No me acuerdo muy bien de donde venía esta historia, ni si os lo he contado alguna vez, pero por si acaso, acercaros a la tenue luz de la pantalla, encenderos un piti, porro o abriros una lata y escuchad, pequeñas cotillas, escuchad.
Durante un tiempo, en la tierra hubo paz. Toda la sociedad vivía en armonía, y aunque discreparan en cosas irrelevantes, en el resto, la gente tenía una voz unicorde. Todo ello gracias a una diosa que amaba la armonía y amaba lo bello. Y por supuesto, amaba su creación. Amaba a todas esas diminutas personas que día a día construían edificios más hospitalarios, tejidos más agraciados y elaboraban artes culinarias.
Como todo ser cuando realiza una proeza, la diosa se sentía eufórica y vanidosa de su creación y todas las mañanas se miraba en espejo de la verdad. Un espejo pulido, sin grietas, ni manchas ni defectos, pues, al fin y al cabo, era el espejo de la verdad. Tal era su admiración propia y ajena, que todas las mañanas, miraba al mundo, miraba su pequeña creación y posteriormente se miraba a sí misma a través del espejo de la verdad.
Día tras días, repetía el mismo proceso. Día tras día miraba su creación y posteriormente su imagen. Su rutina, la cual era un gran símil a la de los humanos, quizás se volvió tediosa. Sea lo que fuere, esa rutina tuvo una ruptura drástica.
No tardaros pues, los humanos, a empezar a discutir. Uno decía que parte de su parcela debía ser más grande, pues su familia era más numerosa y que a fin de cuentas él era el jornalero, y todos se alimentaban de sus cosechas. El vecino, que fue quien construyó todos los edificios de la calle, sin en embargo, decía que su trabajo era más arduo y que pocos podían hacer dicho trabajo, así que debía tener más terreno. El vigilante, que merodeaba por la zona, decía que su terreno tenía que ser el mayor, puesto que ni uno ni otro tendrían dicho terreno si no fuera porque el vigilante auxiliaba.
Y esta disputa, al igual que la rutina de la diosa, se repetía una y otra vez.
Un día como cualquier otro, donde el cielo era celeste y los árboles brotaba, la trifulca entre vecinos desencadenó una batalla campal épica. Entre gravilla, el jornalero, el arquitecto y el vigilante poco tardaron en improvisar un palo como arma contundente; piedras como peligrosos proyectiles; una hoz como una sentencia.
Poco debiere tardan antes de que la sangre germinara entre la tierra cuando la diosa vio tal espectáculo, ajeno a ella, ajeno a su ser, y, puesto que se estaba mirando al espejo de la verdad, en un acto reflejo, lo dejó caer.
Este espejo cayó al suelo, entre la gravilla, entre el círculo creado por los tres violentos.
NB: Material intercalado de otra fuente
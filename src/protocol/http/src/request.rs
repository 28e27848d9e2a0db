// Copyright 2023 Twitter, Inc.
// Licensed under the Apache License, Version 2.0
// http://www.apache.org/licenses/LICENSE-2.0

use crate::{Error, Result};
use protocol_common::{Parse, ParseOk};

const MAX_HEADERS: usize = 64;

#[derive(Debug)]
pub struct Headers(Vec<(String, Vec<u8>)>);

impl Headers {
    fn from_httparse(headers: &[httparse::Header]) -> Self {
        Self(
            headers
                .iter()
                .map(|hdr| (hdr.name.to_owned(), hdr.value.to_owned()))
                .collect(),
        )
    }

    /// Case-insensitive header lookup.
    pub fn header(&self, hdr: &str) -> Option<&[u8]> {
        self.0
            .iter()
            .find(|(name, _)| name.eq_ignore_ascii_case(hdr))
            .map(|(_, value)| &**value)
    }
}

#[derive(Clone, Copy, Debug, PartialEq, Eq)]
pub enum Version {
    Http10,
    Http11,
}

#[derive(Debug)]
pub struct Request {
    pub method: String,
    /// Percent-decoded request path, without the query string.
    pub path: String,
    pub query: Option<String>,
    pub version: Version,
    pub headers: Headers,
    pub body: Vec<u8>,
}

impl Request {
    pub fn header(&self, hdr: &str) -> Option<&[u8]> {
        self.headers.header(hdr)
    }

    /// The `Host` header with any port stripped, lowercased for matching.
    pub fn host(&self) -> Option<String> {
        let raw = self.header("Host")?;
        let raw = std::str::from_utf8(raw).ok()?;
        let host = raw.rsplit_once(':').map(|(h, _)| h).unwrap_or(raw);
        Some(host.to_ascii_lowercase())
    }

    /// Whether the connection may be reused for another request after the
    /// reply, before the server's own keep-alive budget is considered.
    pub fn keep_alive(&self) -> bool {
        let connection = self
            .header("Connection")
            .map(|v| String::from_utf8_lossy(v).to_ascii_lowercase());

        match self.version {
            Version::Http11 => connection.as_deref() != Some("close"),
            Version::Http10 => connection.as_deref() == Some("keep-alive"),
        }
    }
}

/// What one parsing round produced: either a dispatchable request, or a
/// malformed request that is still answerable (with a 400-class reply). The
/// distinction between "unanswerable" and "need more bytes" stays on the
/// `io::Error` side of the [`Parse`] contract.
pub struct ParseOutcome(pub Result<Request>);

#[derive(Clone)]
pub struct RequestParser {
    /// Upper bound on the total request size in bytes; zero disables the
    /// check.
    max_request_size: usize,
}

impl RequestParser {
    pub fn new(max_request_size: usize) -> Self {
        Self { max_request_size }
    }

    fn over_limit(&self, len: usize) -> bool {
        self.max_request_size > 0 && len > self.max_request_size
    }

    /// Try to cut one request from `buffer`. `Err(PartialRequest)` asks the
    /// caller for more bytes; other errors describe a malformed request.
    /// On success also returns the number of bytes consumed.
    pub fn do_parse(&self, buffer: &[u8]) -> Result<(Request, usize)> {
        let mut headers = [httparse::EMPTY_HEADER; MAX_HEADERS];
        let mut parsed = httparse::Request::new(&mut headers);

        let head_len = match parsed.parse(buffer)? {
            httparse::Status::Complete(n) => n,
            httparse::Status::Partial => {
                if self.over_limit(buffer.len()) {
                    return Err(Error::TooLarge(self.max_request_size));
                }
                return Err(Error::PartialRequest(None));
            }
        };

        let version = match parsed.version {
            Some(0) => Version::Http10,
            Some(1) => Version::Http11,
            _ => return Err(Error::BadVersion),
        };

        let headers = Headers::from_httparse(parsed.headers);

        let body_len = match headers.header("Content-Length") {
            Some(v) => std::str::from_utf8(v)
                .ok()
                .and_then(|v| v.trim().parse::<usize>().ok())
                .ok_or(Error::BadContentLength)?,
            None => 0,
        };

        let total = head_len + body_len;
        if self.over_limit(total) {
            return Err(Error::TooLarge(self.max_request_size));
        }
        if buffer.len() < total {
            return Err(Error::PartialRequest(Some(total - buffer.len())));
        }

        // path and method are guaranteed by a complete parse
        let method = parsed.method.unwrap_or_default().to_owned();
        let target = parsed.path.unwrap_or_default();

        let (raw_path, query) = match target.split_once('?') {
            Some((p, q)) => (p, Some(q.to_owned())),
            None => (target, None),
        };
        let path =
            String::from_utf8_lossy(&urlencoding::decode_binary(raw_path.as_bytes())).into_owned();

        let request = Request {
            method,
            path,
            query,
            version,
            headers,
            body: buffer[head_len..total].to_vec(),
        };

        Ok((request, total))
    }
}

impl Parse<ParseOutcome> for RequestParser {
    fn parse(&self, buffer: &[u8]) -> std::io::Result<ParseOk<ParseOutcome>> {
        match self.do_parse(buffer) {
            Ok((request, consumed)) => Ok(ParseOk::new(ParseOutcome(Ok(request)), consumed)),
            Err(Error::PartialRequest(_)) => Err(std::io::ErrorKind::WouldBlock.into()),
            // a malformed request consumes the whole buffer: there is no
            // trustworthy frame boundary to resume from
            Err(e) => Ok(ParseOk::new(ParseOutcome(Err(e)), buffer.len())),
        }
    }
}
El espejo, de tal magnitud como para poder reflectar una diosa, se hizo añicos. Cientos, miles, millones de pequeños trozos salpicaron el cielo, y posteriormente, todo el mundo. Ya fuere entre los maleantes, ya fuere en pueblos lejanos, todos tenían un trozo del espejo, del espejo de la verdad.
El jornalero miró al espejo, y se vio a sí mismo. El arquitecto hizo lo mismo. El vigilante les siguió. No tardaros en darse cuenta, que todos tenían un trozo del espejo, todos tenía un trozo de la verdad. Cierto era que el jornalero tenía más familia, y por lo tanto, merecía más espacio. Cierto era que pocos en el pueblo tenía el don del arquitecto. Y cierto era que el vigilante vigilaba mientras los demás descansaban. Así que exhaustos, se fueron todos a su casa.
Una mañana nublada se presentaba en el poblado, donde habían visto elementos poco comunes, como disputas o espejos cósmicos. Pero lo que iban a ver el día siguiente era, desde luego, inhóspito. El pueblo agitado se apoltronaba en el medio de la plaza. Un jornalero, un arquitecto y un vigilante tendían sus cuerpos inertes entre la maleza.